Bundesregierung Merkel lädt Tarifpartner zum Gespräch

Meseberg/Berlin - Kanzlerin Angela Merkel (CDU) kommt heute zu einem Gedankenaustausch mit Spitzenvertretern der großen Wirtschaftsverbände und der Gewerkschaften zusammen. Bei dem Treffen im Gästehaus der Bundesregierung auf Schloss Meseberg nördlich von Berlin geht es um Wirtschaftswachstum und die Sicherung der Zukunftsfähigkeit des Landes.
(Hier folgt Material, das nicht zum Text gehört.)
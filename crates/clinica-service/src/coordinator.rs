//! Cache-aside coordination shared by the services.
//!
//! [`CacheAside`] owns the read-through and invalidation mechanics. It
//! decides nothing about *which* keys an operation touches; the services do
//! that. It guarantees three things:
//!
//! - a cache error other than a corrupt entry is propagated, never turned
//!   into a miss;
//! - a corrupt entry is deleted and the read falls through to the store;
//! - cache writes after a successful store write are best-effort.

use crate::cache::{cache_keys, CacheStore, CacheStoreExt, CacheTtls, Cached};
use clinica_core::{ClinicaError, ClinicaResult, DiseaseHistory, HistoryId, PatientId};
use serde::Serialize;
use std::collections::HashMap;
use std::future::Future;
use tracing::{debug, warn};

/// Hash field holding the owning patient identifier.
pub const FIELD_PATIENT_ID: &str = "patient_id";

/// Hash field holding the disease name.
pub const FIELD_DISEASES_NAME: &str = "diseases_name";

fn record_hit(key: &str) {
    metrics::counter!("clinica_cache_hits_total", "family" => cache_keys::family(key).to_string())
        .increment(1);
}

fn record_miss(key: &str) {
    metrics::counter!("clinica_cache_misses_total", "family" => cache_keys::family(key).to_string())
        .increment(1);
}

fn record_corrupt(key: &str) {
    metrics::counter!(
        "clinica_cache_corrupt_entries_total",
        "family" => cache_keys::family(key).to_string()
    )
    .increment(1);
}

/// Hash fields for a disease-history entry.
#[must_use]
pub fn history_fields(entry: &DiseaseHistory) -> Vec<(String, String)> {
    vec![
        (FIELD_PATIENT_ID.to_string(), entry.patient_id.to_string()),
        (FIELD_DISEASES_NAME.to_string(), entry.diseases_name.clone()),
    ]
}

/// Rebuilds an entry from its hash fields.
///
/// Returns `None` when a field is missing or the hash names another owner.
#[must_use]
pub fn history_from_fields(
    patient_id: &PatientId,
    history_id: &HistoryId,
    fields: &HashMap<String, String>,
) -> Option<DiseaseHistory> {
    let owner = fields.get(FIELD_PATIENT_ID)?;
    let name = fields.get(FIELD_DISEASES_NAME)?;
    if owner != patient_id.as_str() {
        return None;
    }
    Some(DiseaseHistory::new(history_id.clone(), patient_id.clone(), name.clone()))
}

/// Cache-aside operations over one cache store.
#[derive(Clone, Copy)]
pub struct CacheAside<'a> {
    cache: &'a dyn CacheStore,
    ttls: CacheTtls,
}

impl<'a> CacheAside<'a> {
    #[must_use]
    pub fn new(cache: &'a dyn CacheStore, ttls: CacheTtls) -> Self {
        Self { cache, ttls }
    }

    /// TTLs in effect.
    #[must_use]
    pub const fn ttls(&self) -> CacheTtls {
        self.ttls
    }

    /// Reads a JSON value through the cache.
    ///
    /// On a miss `load` is called and a present result is cached with the
    /// entity TTL. `Ok(None)` means the store has no such value.
    pub async fn read_through<T, F, Fut>(&self, key: &str, load: F) -> ClinicaResult<Option<T>>
    where
        T: Cached,
        F: FnOnce() -> Fut + Send,
        Fut: Future<Output = ClinicaResult<Option<T>>> + Send,
    {
        if !self.cache.is_enabled() {
            return load().await;
        }

        match self.cache.get::<T>(key).await {
            Ok(Some(value)) => {
                record_hit(key);
                debug!("Serving '{}' from cache", key);
                return Ok(Some(value));
            }
            Ok(None) => record_miss(key),
            Err(e) if e.is_corrupt_entry() => self.discard_corrupt(key, &e).await?,
            Err(e) => return Err(e),
        }

        let Some(value) = load().await? else {
            return Ok(None);
        };
        self.populate(key, &value).await;
        Ok(Some(value))
    }

    /// Reads a list result through the cache.
    ///
    /// The whole result for one filter is cached as a single value.
    pub async fn read_list<T, F, Fut>(&self, key: &str, load: F) -> ClinicaResult<Vec<T>>
    where
        T: Cached,
        F: FnOnce() -> Fut + Send,
        Fut: Future<Output = ClinicaResult<Vec<T>>> + Send,
    {
        let list = self
            .read_through(key, move || async move { load().await.map(Some) })
            .await?;
        Ok(list.unwrap_or_default())
    }

    /// Reads one disease-history entry through its hash key.
    pub async fn read_history_entry<F, Fut>(
        &self,
        patient_id: &PatientId,
        history_id: &HistoryId,
        load: F,
    ) -> ClinicaResult<Option<DiseaseHistory>>
    where
        F: FnOnce() -> Fut + Send,
        Fut: Future<Output = ClinicaResult<Option<DiseaseHistory>>> + Send,
    {
        if !self.cache.is_enabled() {
            return load().await;
        }

        let key = cache_keys::history_entry(patient_id, history_id);
        match self.cache.hash_get(&key).await {
            Ok(fields) if fields.is_empty() => record_miss(&key),
            Ok(fields) => match history_from_fields(patient_id, history_id, &fields) {
                Some(entry) => {
                    record_hit(&key);
                    debug!("Serving '{}' from cache", key);
                    return Ok(Some(entry));
                }
                None => {
                    let err = ClinicaError::corrupt_entry(&key, "incomplete history hash");
                    self.discard_corrupt(&key, &err).await?;
                }
            },
            Err(e) if e.is_corrupt_entry() => self.discard_corrupt(&key, &e).await?,
            Err(e) => return Err(e),
        }

        let Some(entry) = load().await? else {
            return Ok(None);
        };
        self.populate_history_entry(&entry).await;
        Ok(Some(entry))
    }

    async fn discard_corrupt(&self, key: &str, err: &ClinicaError) -> ClinicaResult<()> {
        warn!("Discarding corrupt cache entry '{}': {}", key, err);
        record_corrupt(key);
        self.cache.delete(key).await?;
        Ok(())
    }

    /// Caches a value with the entity TTL. Failures are logged.
    pub async fn populate<T: Serialize + Send + Sync>(&self, key: &str, value: &T) {
        match self.cache.set(key, value, self.ttls.entity).await {
            Ok(()) => debug!("Populated cache key '{}'", key),
            Err(e) => warn!("Failed to populate cache key '{}': {}", key, e),
        }
    }

    /// Writes an entry hash, reporting failures.
    pub async fn store_history_entry(&self, entry: &DiseaseHistory) -> ClinicaResult<()> {
        let key = cache_keys::history_entry(&entry.patient_id, &entry.id);
        self.cache
            .hash_set(&key, &history_fields(entry), self.ttls.entity)
            .await?;
        debug!("Populated cache key '{}'", key);
        Ok(())
    }

    /// Writes an entry hash. Failures are logged.
    pub async fn populate_history_entry(&self, entry: &DiseaseHistory) {
        if let Err(e) = self.store_history_entry(entry).await {
            warn!(
                "Failed to cache disease history '{}' for patient '{}': {}",
                entry.id, entry.patient_id, e
            );
        }
    }

    /// Deletes keys. Failures are logged.
    pub async fn invalidate(&self, keys: &[String]) {
        for key in keys {
            match self.cache.delete(key).await {
                Ok(_) => debug!("Invalidated cache key '{}'", key),
                Err(e) => warn!("Failed to invalidate cache key '{}': {}", key, e),
            }
        }
    }

    /// Deletes every key matching each pattern. Failures are logged.
    pub async fn invalidate_patterns(&self, patterns: &[&str]) {
        for pattern in patterns {
            match self.cache.delete_pattern(pattern).await {
                Ok(count) => debug!("Invalidated {} cache keys matching '{}'", count, pattern),
                Err(e) => warn!("Failed to invalidate cache keys matching '{}': {}", pattern, e),
            }
        }
    }
}

impl std::fmt::Debug for CacheAside<'_> {
    fn fmt(&self, f: &mut std::fmt::Formatter<'_>) -> std::fmt::Result {
        f.debug_struct("CacheAside")
            .field("enabled", &self.cache.is_enabled())
            .field("ttls", &self.ttls)
            .finish()
    }
}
Merkel lädt Tarifpartner zum Gespräch (Foto)
Merkel lädt Tarifpartner zum Gespräch Bild: dpa

Merkel wird von sieben Ministern ihres Kabinetts begleitet.

Die Wirtschaftsdelegation führt DIHK-Präsident Hans Heinrich Driftmann an, die Gewerkschaftsseite DGB-Chef Michael Sommer. Es ist das dritte Treffen dieser Art. Beschlüsse sind nicht zu erwarten. Vor dem Treffen starten Wirtschaftsminister Philipp Rösler (FDP), Arbeitsministerin Ursula von der Leyen (CDU) und der Chef der Bundesagentur für Arbeit, Frank-Jürgen Weise, eine gemeinsame Fachkräfteoffensive.

Auch bei dem Treffen der Sozialpartner vor einem Jahr stand die Sicherung des Fachkräftebedarfs und die erleichterte Zuwanderung von Spezialisten aus Nicht-EU-Ländern auf der Tagesordnung. Obwohl die Regierung dafür inzwischen die Weichen gestellt hat, droht der Fachkräftemangel nach Einschätzung vieler Unternehmen immer mehr zur Wachstumsbremse zu werden. Neben besserer Ausschöpfung des inländischen Arbeitskräftepotenzials setzt die Wirtschaft auf ein Punktesystem zur zusätzlichen Zuwanderung von Spezialisten.

«Die Zuwanderung ausländischer Fachkräfte gehört in ein Gesamtkonzept zur Fachkräftesicherung», sagte der Präsident des Deutschen Industrie- und Handelskammertages (DIHK), Driftmann, der «Rheinischen Post» (Dienstag). Die Bundesregierung habe zwar bereits «grundsätzlich richtige Weichenstellungen» vorgenommen. Dieses Konzept müsse nun aber mit Leben erfüllt und durch Maßnahmen zur Mobilisierung von Frauen und Älteren im Inland ergänzt werden.

«Im Inland braucht es eine gelebte Willkommenskultur - hier sind wir alle, Politik, Wirtschaft und Bürger, gefordert», sagte der DIHK-Chef. Der Präsident des Zentralverbands des Deutschen Handwerks (ZDH), Otto Kentzler, erklärte: «Europa blickt neidisch auf das von Betrieben und Berufsschulen getragene duale System der beruflichen Bildung in Deutschland.» Politik und Wirtschaft müssten «daher konzertiert und überzeugt für unser duales System kämpfen».